FWIW, there was a discussion in 2013 about mentioning Ms. Mills, saved at https://en.wikipedia.org/wiki/Talk:Edward_Snowden/Archive_2 (search for her name).--agr (talk) 13:39, 16 September 2016 (UTC)[reply]
Note: This debate has been included in the list of People-related deletion discussions. North America1000 14:42, 16 September 2016 (UTC)[reply]
Note: This debate has been included in the list of United States of America-related deletion discussions. North America1000 14:42, 16 September 2016 (UTC)[reply]
Note: This debate has been included in the list of Russia-related deletion discussions. North America1000 14:42, 16 September 2016 (UTC)[reply]
WP:GNG and WP:BIO say "If a topic has received significant coverage in reliable sources that are independent of the subject, it is presumed to be suitable for a stand-alone article" At first look, Mills should be presumed to merit a stand alone article. She meets this criteria because of the 27 sources cited here in Wikipedia, at least 15 of them are substantial articles which feature Mills as the subject.
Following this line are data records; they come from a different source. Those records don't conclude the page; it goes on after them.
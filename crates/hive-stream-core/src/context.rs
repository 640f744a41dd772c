//! Per-run configuration sent alongside submitted input.

use std::collections::HashMap;

use serde::{Deserialize, Serialize};
use serde_json::Value;

use crate::bag::Configurable;

/// Run configuration, generic over the bag's configurable type.
///
/// Serializes to the `config` object a run is created with.
#[derive(Debug, Clone, PartialEq, Serialize, Deserialize)]
pub struct RunConfig<C = Configurable> {
    /// Caller-defined context made available to every node of the run.
    #[serde(default, skip_serializing_if = "Option::is_none")]
    pub configurable: Option<C>,

    /// Tags attached to the run.
    #[serde(default, skip_serializing_if = "Vec::is_empty")]
    pub tags: Vec<String>,

    /// Maximum number of supersteps before the run fails.
    #[serde(default, skip_serializing_if = "Option::is_none")]
    pub recursion_limit: Option<u32>,

    /// Arbitrary metadata for app-specific needs.
    #[serde(default, skip_serializing_if = "HashMap::is_empty")]
    pub metadata: HashMap<String, Value>,
}

impl<C> Default for RunConfig<C> {
    fn default() -> Self {
        Self {
            configurable: None,
            tags: Vec::new(),
            recursion_limit: None,
            metadata: HashMap::new(),
        }
    }
}

impl<C> RunConfig<C> {
    /// Create a config carrying `configurable`.
    #[must_use]
    pub fn new(configurable: C) -> Self {
        Self {
            configurable: Some(configurable),
            ..Self::default()
        }
    }

    /// Add a tag.
    #[must_use]
    pub fn with_tag(mut self, tag: impl Into<String>) -> Self {
        self.tags.push(tag.into());
        self
    }

    /// Set the recursion limit.
    #[must_use]
    pub const fn with_recursion_limit(mut self, limit: u32) -> Self {
        self.recursion_limit = Some(limit);
        self
    }

    /// Get a metadata value by key.
    #[must_use]
    pub fn get_metadata(&self, key: &str) -> Option<&Value> {
        self.metadata.get(key)
    }

    /// Set a metadata value.
    pub fn set_metadata(&mut self, key: impl Into<String>, value: Value) {
        self.metadata.insert(key.into(), value);
    }
}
Wikipedia only requires 2. Consider these for example -
  • Lewis, Paul (11 June 2013), "Edward Snowden's girlfriend Lindsay Mills: At the moment I feel alone", The Guardian, retrieved 16 September 2016
  • Weiss, Sasha (13 June 2013), "We Are All Pole Dancing on the Internet", The New Yorker, retrieved 16 September 2016
  • Greenwald, Glenn (10 October 2014), "Edward Snowden's Girlfriend, Lindsay Mills, Moved to Moscow to Live with Him", The Intercept, retrieved 16 September 2016
  • Dowd, Kathy Ehrich (6 September 2016), "5 Things to Know About Edward Snowden's Girlfriend Lindsay Mills and Their Life Together Now", People, retrieved 16 September 2016
  • Snowden (film), in which the character of Mills has a starring role
Is there anyone here who will argue any of the following claims?
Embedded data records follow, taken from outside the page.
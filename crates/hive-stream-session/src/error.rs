//! Session error.

use hive_stream_core::{OptionsError, TransportError};
use thiserror::Error;

/// Errors surfaced by sessions and their handles.
///
/// Transport failures pass through unchanged.
#[derive(Debug, Error)]
pub enum StreamError {
    #[error("Invalid options: {0}")]
    Options(#[from] OptionsError),
    #[error(transparent)]
    Transport(#[from] TransportError),
    #[error("Serialization error: {0}")]
    Serialize(#[from] serde_json::Error),
    #[error("A run is already streaming")]
    Busy,
    #[error("No thread attached")]
    NoThread,
    #[error("Run was stopped or its thread changed before it started")]
    Superseded,
}

impl StreamError {
    /// Whether the options were rejected before a session existed.
    #[must_use]
    pub const fn is_malformed_options(&self) -> bool {
        matches!(self, Self::Options(_))
    }
}
//! Connection strategy frozen at session creation.

use hive_stream_core::{Selection, StreamOptions, TypeBag, classify};

/// Classification captured from the first options a session observes.
///
/// There is no way to change it afterwards; later options that would
/// classify differently are ignored.
#[derive(Debug, Clone, Copy, PartialEq, Eq)]
pub struct StableSelection {
    selection: Selection,
}

impl StableSelection {
    /// Freeze the classification of `initial`.
    #[must_use]
    pub fn freeze<S, B: TypeBag>(initial: &StreamOptions<S, B>) -> Self {
        Self {
            selection: classify(initial),
        }
    }

    pub(crate) const fn fixed(selection: Selection) -> Self {
        Self { selection }
    }

    /// The frozen classification.
    #[must_use]
    pub const fn get(&self) -> Selection {
        self.selection
    }

    /// Classification to use for a later evaluation with `options`.
    ///
    /// Always the frozen one.
    #[must_use]
    pub fn observe<S, B: TypeBag>(&self, options: &StreamOptions<S, B>) -> Selection {
        let observed = classify(options);
        if observed != self.selection {
            tracing::warn!(
                frozen = ?self.selection,
                ?observed,
                "ignoring connection strategy change on live session"
            );
        }
        self.selection
    }
}
//! Scripted transport shared by the session tests.

#![allow(dead_code)]

use std::{
    collections::VecDeque,
    sync::{Arc, Mutex},
};

use async_trait::async_trait;
use futures::{StreamExt, stream};
use hive_stream_core::{
    FrameStream, RunMetadata, RunTicket, StreamEvent, StreamFrame, StreamTransport, SubmitRequest,
    ThreadSnapshot, TransportError,
};
use serde_json::Value;
use tokio::sync::Notify;

/// Transport that records every call and replays one frame script per run.
#[derive(Default)]
pub struct MockTransport {
    scripts: Mutex<VecDeque<Vec<StreamFrame>>>,
    /// Keep the frame stream open after its script is exhausted.
    pub hold: bool,
    /// Values reported for any thread on connect.
    pub thread_values: Value,
    pub fail_submit: bool,
    pub fail_connect: bool,
    /// Held by `submit` after recording the request, until notified.
    pub submit_gate: Option<Arc<Notify>>,
    /// Held by `connect` after recording the call, until notified.
    pub connect_gate: Option<Arc<Notify>>,
    pub connects: Mutex<Vec<Option<String>>>,
    pub submits: Mutex<Vec<SubmitRequest>>,
    pub cancels: Mutex<Vec<RunTicket>>,
}

impl MockTransport {
    pub fn new() -> Self {
        Self::default()
    }

    pub fn holding() -> Self {
        Self {
            hold: true,
            ..Self::default()
        }
    }

    pub fn failing() -> Self {
        Self {
            fail_submit: true,
            ..Self::default()
        }
    }

    pub fn with_thread_values(mut self, values: Value) -> Self {
        self.thread_values = values;
        self
    }

    pub fn failing_connect(mut self) -> Self {
        self.fail_connect = true;
        self
    }

    pub fn gate_submit(mut self, gate: Arc<Notify>) -> Self {
        self.submit_gate = Some(gate);
        self
    }

    pub fn gate_connect(mut self, gate: Arc<Notify>) -> Self {
        self.connect_gate = Some(gate);
        self
    }

    /// Queue the frames of the next run.
    pub fn script(self, frames: Vec<StreamFrame>) -> Self {
        self.scripts.lock().unwrap().push_back(frames);
        self
    }

    pub fn shared(self) -> Arc<Self> {
        Arc::new(self)
    }

    pub fn connects(&self) -> Vec<Option<String>> {
        self.connects.lock().unwrap().clone()
    }

    pub fn submits(&self) -> Vec<SubmitRequest> {
        self.submits.lock().unwrap().clone()
    }

    pub fn cancels(&self) -> Vec<RunTicket> {
        self.cancels.lock().unwrap().clone()
    }

    pub fn untouched(&self) -> bool {
        self.connects().is_empty() && self.submits().is_empty() && self.cancels().is_empty()
    }
}

#[async_trait]
impl StreamTransport for MockTransport {
    async fn connect(&self, thread_id: Option<&str>) -> Result<ThreadSnapshot, TransportError> {
        self.connects
            .lock()
            .unwrap()
            .push(thread_id.map(str::to_string));
        if let Some(gate) = &self.connect_gate {
            gate.notified().await;
        }
        if self.fail_connect {
            return Err(TransportError::Http {
                status: 503,
                body: "unavailable".into(),
            });
        }
        Ok(ThreadSnapshot {
            thread_id: thread_id.unwrap_or("thread-new").to_string(),
            values: self.thread_values.clone(),
            interrupts: Vec::new(),
        })
    }

    async fn submit(&self, request: SubmitRequest) -> Result<RunTicket, TransportError> {
        if self.fail_submit {
            return Err(TransportError::Http {
                status: 500,
                body: "boom".into(),
            });
        }
        let ticket = {
            let mut submits = self.submits.lock().unwrap();
            let ticket = RunTicket {
                run_id: format!("run-{}", submits.len() + 1),
                thread_id: request.thread_id.clone(),
            };
            submits.push(request);
            ticket
        };
        if let Some(gate) = &self.submit_gate {
            gate.notified().await;
        }
        Ok(ticket)
    }

    async fn stream(&self, _run: &RunTicket) -> Result<FrameStream, TransportError> {
        let frames = self.scripts.lock().unwrap().pop_front().unwrap_or_default();
        let scripted = stream::iter(frames.into_iter().map(Ok));
        if self.hold {
            Ok(scripted.chain(stream::pending()).boxed())
        } else {
            Ok(scripted.boxed())
        }
    }

    async fn cancel(&self, run: &RunTicket) -> Result<(), TransportError> {
        self.cancels.lock().unwrap().push(run.clone());
        Ok(())
    }
}

pub fn metadata(run_id: &str) -> StreamFrame {
    StreamFrame::root(StreamEvent::Metadata(RunMetadata {
        run_id: run_id.into(),
        thread_id: None,
    }))
}

pub fn values(data: Value) -> StreamFrame {
    StreamFrame::root(StreamEvent::Values(data))
}

pub fn updates(data: Value) -> StreamFrame {
    StreamFrame::root(StreamEvent::Updates(data))
}

pub fn custom(data: Value) -> StreamFrame {
    StreamFrame::root(StreamEvent::Custom(data))
}

pub fn end() -> StreamFrame {
    StreamFrame::root(StreamEvent::End)
}

/// Collects callback payloads.
pub struct Recorder<T>(Arc<Mutex<Vec<T>>>);

impl<T> Clone for Recorder<T> {
    fn clone(&self) -> Self {
        Self(Arc::clone(&self.0))
    }
}

impl<T: Clone> Recorder<T> {
    pub fn new() -> Self {
        Self(Arc::new(Mutex::new(Vec::new())))
    }

    pub fn push(&self, value: T) {
        self.0.lock().unwrap().push(value);
    }

    pub fn take(&self) -> Vec<T> {
        self.0.lock().unwrap().clone()
    }
}

/// Yield to spawned tasks until `done` holds.
pub async fn settle_until(mut done: impl FnMut() -> bool) {
    for _ in 0..100 {
        if done() {
            return;
        }
        tokio::task::yield_now().await;
    }
    assert!(done(), "condition not reached");
}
  1. These works feature Mills as their subject
  2. These are substantial works of original journalism
  3. These works are published by reputable media outlets
  4. This coverage is not temporary and happened regularly over 2013-16
  5. Each of these works has a different journalistic angle
I accept all of the above claims, so I say that Mills passes BIO and GNG. If anyone wishes to argue otherwise then could they please point to the part of those criteria which she is failing or make another deletion argument. I confirm WP:NOTINHERITED and that Wikipedia:Trivial mentions do not establish notability. However, a person who is the subject of articles has established their own notability. Beyond Wikipedia's WP:GNG, Mills meets other notability criteria, including WP:CREATIVE for her blog reviews and WP:PORNBIO for the many commentaries on her shirtless underwear pics and videos. Blue Rasberry (talk) 22:36, 20 September 2016 (UTC)[reply]
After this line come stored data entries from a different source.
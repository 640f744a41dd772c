//! Caller options and the managed/custom discriminator.
//!
//! [`StreamOptions`] is the raw mapping a caller hands over on every
//! evaluation. [`classify`] decides which connection strategy it describes,
//! and [`StreamOptions::into_classified`] turns it into one of the two typed
//! shapes.

use std::{fmt, sync::Arc};

use serde::{Deserialize, Serialize};
use serde_json::Value;
use thiserror::Error;

use crate::{
    ClientConfig, RunConfig, RunMetadata, StreamMode, StreamTransport,
    bag::{DefaultBag, State, TypeBag},
};

/// Shared callback taking a borrowed payload.
pub type Callback<T> = Arc<dyn Fn(&T) + Send + Sync>;

/// Which connection strategy a session uses.
#[derive(Debug, Clone, Copy, PartialEq, Eq, Hash, Serialize, Deserialize)]
#[serde(rename_all = "snake_case")]
pub enum Selection {
    /// Connection managed internally from logical identifiers.
    Managed,
    /// Connection through a caller-supplied transport.
    Custom,
}

/// Malformed options.
#[derive(Debug, Clone, Error, PartialEq, Eq)]
pub enum OptionsError {
    #[error("options must name an assistant or supply a transport")]
    MissingIdentity,
}

/// Lifecycle callbacks, all optional.
pub struct Callbacks<S, B: TypeBag> {
    pub on_error: Option<Callback<String>>,
    pub on_finish: Option<Callback<S>>,
    pub on_update_event: Option<Callback<Value>>,
    pub on_custom_event: Option<Callback<B::CustomEvent>>,
    pub on_metadata_event: Option<Callback<RunMetadata>>,
    pub on_thread_id: Option<Callback<String>>,
    pub on_stop: Option<Arc<dyn Fn() + Send + Sync>>,
}

impl<S, B: TypeBag> Default for Callbacks<S, B> {
    fn default() -> Self {
        Self {
            on_error: None,
            on_finish: None,
            on_update_event: None,
            on_custom_event: None,
            on_metadata_event: None,
            on_thread_id: None,
            on_stop: None,
        }
    }
}

impl<S, B: TypeBag> Clone for Callbacks<S, B> {
    fn clone(&self) -> Self {
        Self {
            on_error: self.on_error.clone(),
            on_finish: self.on_finish.clone(),
            on_update_event: self.on_update_event.clone(),
            on_custom_event: self.on_custom_event.clone(),
            on_metadata_event: self.on_metadata_event.clone(),
            on_thread_id: self.on_thread_id.clone(),
            on_stop: self.on_stop.clone(),
        }
    }
}

impl<S, B: TypeBag> fmt::Debug for Callbacks<S, B> {
    fn fmt(&self, f: &mut fmt::Formatter<'_>) -> fmt::Result {
        f.debug_struct("Callbacks")
            .field("on_error", &self.on_error.is_some())
            .field("on_finish", &self.on_finish.is_some())
            .field("on_update_event", &self.on_update_event.is_some())
            .field("on_custom_event", &self.on_custom_event.is_some())
            .field("on_metadata_event", &self.on_metadata_event.is_some())
            .field("on_thread_id", &self.on_thread_id.is_some())
            .field("on_stop", &self.on_stop.is_some())
            .finish()
    }
}

/// Fields honored by both option shapes, on every evaluation.
pub struct CommonOptions<S, B: TypeBag> {
    pub thread_id: Option<String>,
    pub config: Option<RunConfig<B::Configurable>>,
    pub callbacks: Callbacks<S, B>,
    pub stream_modes: Vec<StreamMode>,
    pub stream_subgraphs: bool,
}

impl<S, B: TypeBag> Default for CommonOptions<S, B> {
    fn default() -> Self {
        Self {
            thread_id: None,
            config: None,
            callbacks: Callbacks::default(),
            stream_modes: StreamMode::DEFAULTS.to_vec(),
            stream_subgraphs: false,
        }
    }
}

impl<S, B: TypeBag> Clone for CommonOptions<S, B> {
    fn clone(&self) -> Self {
        Self {
            thread_id: self.thread_id.clone(),
            config: self.config.clone(),
            callbacks: self.callbacks.clone(),
            stream_modes: self.stream_modes.clone(),
            stream_subgraphs: self.stream_subgraphs,
        }
    }
}

impl<S, B: TypeBag> fmt::Debug for CommonOptions<S, B> {
    fn fmt(&self, f: &mut fmt::Formatter<'_>) -> fmt::Result {
        f.debug_struct("CommonOptions")
            .field("thread_id", &self.thread_id)
            .field("has_config", &self.config.is_some())
            .field("callbacks", &self.callbacks)
            .field("stream_modes", &self.stream_modes)
            .field("stream_subgraphs", &self.stream_subgraphs)
            .finish()
    }
}

/// Options identifying a remote assistant; the connection is managed.
pub struct ManagedOptions<S = State, B: TypeBag = DefaultBag> {
    pub assistant_id: String,
    pub client: ClientConfig,
    pub common: CommonOptions<S, B>,
}

impl<S, B: TypeBag> ManagedOptions<S, B> {
    /// Managed options for `assistant_id` against the default server.
    #[must_use]
    pub fn new(assistant_id: impl Into<String>) -> Self {
        Self {
            assistant_id: assistant_id.into(),
            client: ClientConfig::default(),
            common: CommonOptions::default(),
        }
    }
}

/// Options supplying the connection strategy directly.
pub struct CustomOptions<S = State, B: TypeBag = DefaultBag> {
    pub transport: Arc<dyn StreamTransport>,
    pub common: CommonOptions<S, B>,
}

impl<S, B: TypeBag> CustomOptions<S, B> {
    /// Custom options over `transport`.
    #[must_use]
    pub fn new(transport: Arc<dyn StreamTransport>) -> Self {
        Self {
            transport,
            common: CommonOptions::default(),
        }
    }
}

/// Options after classification.
pub enum Classified<S = State, B: TypeBag = DefaultBag> {
    Managed(ManagedOptions<S, B>),
    Custom(CustomOptions<S, B>),
}

impl<S, B: TypeBag> Classified<S, B> {
    #[must_use]
    pub const fn selection(&self) -> Selection {
        match self {
            Self::Managed(_) => Selection::Managed,
            Self::Custom(_) => Selection::Custom,
        }
    }
}

/// Raw options as supplied by the caller.
///
/// Every field is optional. The presence of `transport` alone decides the
/// shape; see [`classify`].
pub struct StreamOptions<S = State, B: TypeBag = DefaultBag> {
    pub assistant_id: Option<String>,
    pub transport: Option<Arc<dyn StreamTransport>>,
    pub client: Option<ClientConfig>,
    pub common: CommonOptions<S, B>,
}

impl<S, B: TypeBag> Default for StreamOptions<S, B> {
    fn default() -> Self {
        Self {
            assistant_id: None,
            transport: None,
            client: None,
            common: CommonOptions::default(),
        }
    }
}

impl<S, B: TypeBag> Clone for StreamOptions<S, B> {
    fn clone(&self) -> Self {
        Self {
            assistant_id: self.assistant_id.clone(),
            transport: self.transport.clone(),
            client: self.client.clone(),
            common: self.common.clone(),
        }
    }
}

impl<S, B: TypeBag> fmt::Debug for StreamOptions<S, B> {
    fn fmt(&self, f: &mut fmt::Formatter<'_>) -> fmt::Result {
        f.debug_struct("StreamOptions")
            .field("assistant_id", &self.assistant_id)
            .field("has_transport", &self.transport.is_some())
            .field("client", &self.client)
            .field("common", &self.common)
            .finish()
    }
}

/// Classify options by the presence of a transport.
///
/// Only presence is tested; the transport itself is never inspected.
#[must_use]
pub fn classify<S, B: TypeBag>(options: &StreamOptions<S, B>) -> Selection {
    if options.transport.is_some() {
        Selection::Custom
    } else {
        Selection::Managed
    }
}

impl<S, B: TypeBag> StreamOptions<S, B> {
    /// Empty options.
    #[must_use]
    pub fn new() -> Self {
        Self::default()
    }

    /// Set the assistant (graph) identifier.
    #[must_use]
    pub fn assistant_id(mut self, id: impl Into<String>) -> Self {
        self.assistant_id = Some(id.into());
        self
    }

    /// Set the caller-supplied transport.
    #[must_use]
    pub fn transport(mut self, transport: Arc<dyn StreamTransport>) -> Self {
        self.transport = Some(transport);
        self
    }

    /// Set the server connection for managed sessions.
    #[must_use]
    pub fn client(mut self, client: ClientConfig) -> Self {
        self.client = Some(client);
        self
    }

    /// Set the thread to attach to.
    #[must_use]
    pub fn thread_id(mut self, id: impl Into<String>) -> Self {
        self.common.thread_id = Some(id.into());
        self
    }

    /// Set the run configuration.
    #[must_use]
    pub fn config(mut self, config: RunConfig<B::Configurable>) -> Self {
        self.common.config = Some(config);
        self
    }

    /// Replace the requested stream modes.
    #[must_use]
    pub fn stream_modes(mut self, modes: impl IntoIterator<Item = StreamMode>) -> Self {
        self.common.stream_modes = modes.into_iter().collect();
        self
    }

    /// Include frames from subgraphs.
    #[must_use]
    pub const fn stream_subgraphs(mut self, enabled: bool) -> Self {
        self.common.stream_subgraphs = enabled;
        self
    }

    #[must_use]
    pub fn on_error(mut self, f: impl Fn(&String) + Send + Sync + 'static) -> Self {
        self.common.callbacks.on_error = Some(Arc::new(f));
        self
    }

    #[must_use]
    pub fn on_finish(mut self, f: impl Fn(&S) + Send + Sync + 'static) -> Self {
        self.common.callbacks.on_finish = Some(Arc::new(f));
        self
    }

    #[must_use]
    pub fn on_update_event(mut self, f: impl Fn(&Value) + Send + Sync + 'static) -> Self {
        self.common.callbacks.on_update_event = Some(Arc::new(f));
        self
    }

    #[must_use]
    pub fn on_custom_event(mut self, f: impl Fn(&B::CustomEvent) + Send + Sync + 'static) -> Self {
        self.common.callbacks.on_custom_event = Some(Arc::new(f));
        self
    }

    #[must_use]
    pub fn on_metadata_event(mut self, f: impl Fn(&RunMetadata) + Send + Sync + 'static) -> Self {
        self.common.callbacks.on_metadata_event = Some(Arc::new(f));
        self
    }

    #[must_use]
    pub fn on_thread_id(mut self, f: impl Fn(&String) + Send + Sync + 'static) -> Self {
        self.common.callbacks.on_thread_id = Some(Arc::new(f));
        self
    }

    #[must_use]
    pub fn on_stop(mut self, f: impl Fn() + Send + Sync + 'static) -> Self {
        self.common.callbacks.on_stop = Some(Arc::new(f));
        self
    }

    /// The shape these options describe.
    #[must_use]
    pub fn selection(&self) -> Selection {
        classify(self)
    }

    /// Convert into the typed shape chosen by [`classify`].
    ///
    /// # Errors
    /// Returns [`OptionsError::MissingIdentity`] when there is no transport and
    /// no non-blank assistant id.
    pub fn into_classified(self) -> Result<Classified<S, B>, OptionsError> {
        let Self {
            assistant_id,
            transport,
            client,
            common,
        } = self;

        if let Some(transport) = transport {
            if assistant_id.is_some() {
                tracing::debug!("transport supplied; ignoring assistant_id");
            }
            return Ok(Classified::Custom(CustomOptions { transport, common }));
        }

        match assistant_id {
            Some(id) if !id.trim().is_empty() => Ok(Classified::Managed(ManagedOptions {
                assistant_id: id,
                client: client.unwrap_or_default(),
                common,
            })),
            _ => Err(OptionsError::MissingIdentity),
        }
    }

    /// Drop the discriminating fields, keeping what every session honors.
    #[must_use]
    pub fn into_common(self) -> CommonOptions<S, B> {
        self.common
    }
}

impl<S, B: TypeBag> From<ManagedOptions<S, B>> for StreamOptions<S, B> {
    fn from(options: ManagedOptions<S, B>) -> Self {
        Self {
            assistant_id: Some(options.assistant_id),
            transport: None,
            client: Some(options.client),
            common: options.common,
        }
    }
}

impl<S, B: TypeBag> From<CustomOptions<S, B>> for StreamOptions<S, B> {
    fn from(options: CustomOptions<S, B>) -> Self {
        Self {
            assistant_id: None,
            transport: Some(options.transport),
            client: None,
            common: options.common,
        }
    }
}

impl<S, B: TypeBag> From<Classified<S, B>> for StreamOptions<S, B> {
    fn from(options: Classified<S, B>) -> Self {
        match options {
            Classified::Managed(o) => o.into(),
            Classified::Custom(o) => o.into(),
        }
    }
}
I agree that Mills passes the notability threshold, but I think there may be an overriding BLP concern most closely represented by WP:BLP1E. This is a unique situation in which the subject is only (borderline) notable by way of her relationship to Snowden, and she has tried to keep a low profile. I think she's distinguishable from otherwise non-notable spouses of other famous people, such as Melania Trump. Trump chose to marry a very famous person; Mills hasn't married Snowden, and Snowden was totally unknown when they started dating. She has been thrust into the (dim) limelight unwillingly. Note the quote in this source you cited: "She didn't sign up for the life she had, which is people asking questions, people finding a photo of her and creating a story around it." --Dr. Fleischman (talk) 16:58, 21 September 2016 (UTC)[reply]
DrFleischman I can understand why someone might argue WP:BLP1E, because it is taboo to discuss the media coverage of this person. The sources cited discuss these things:
  1. This person's relationship with Snowden (everyone sees this)
  2. Mills participating in subversive activities (making treason jokes at the Academy Awards, dressing as a criminal for Halloween)
  3. Mills re-uniting with Snowden to enjoy life, when almost all media suggests that Snowden should be imprisoned or executed
  4. Mills blogging and being emotionally open in her social media accounts
  5. Mills posting and videos pictures of herself in her underwear
Wikipedia is not supposed to pass judgement on why reliable sources report things, but multiple reliable sources are reporting all of these things. There are degrees of separation about the media coverage, and it does extend from a crime that happened in 2013, but the media coverage has been regular and continual.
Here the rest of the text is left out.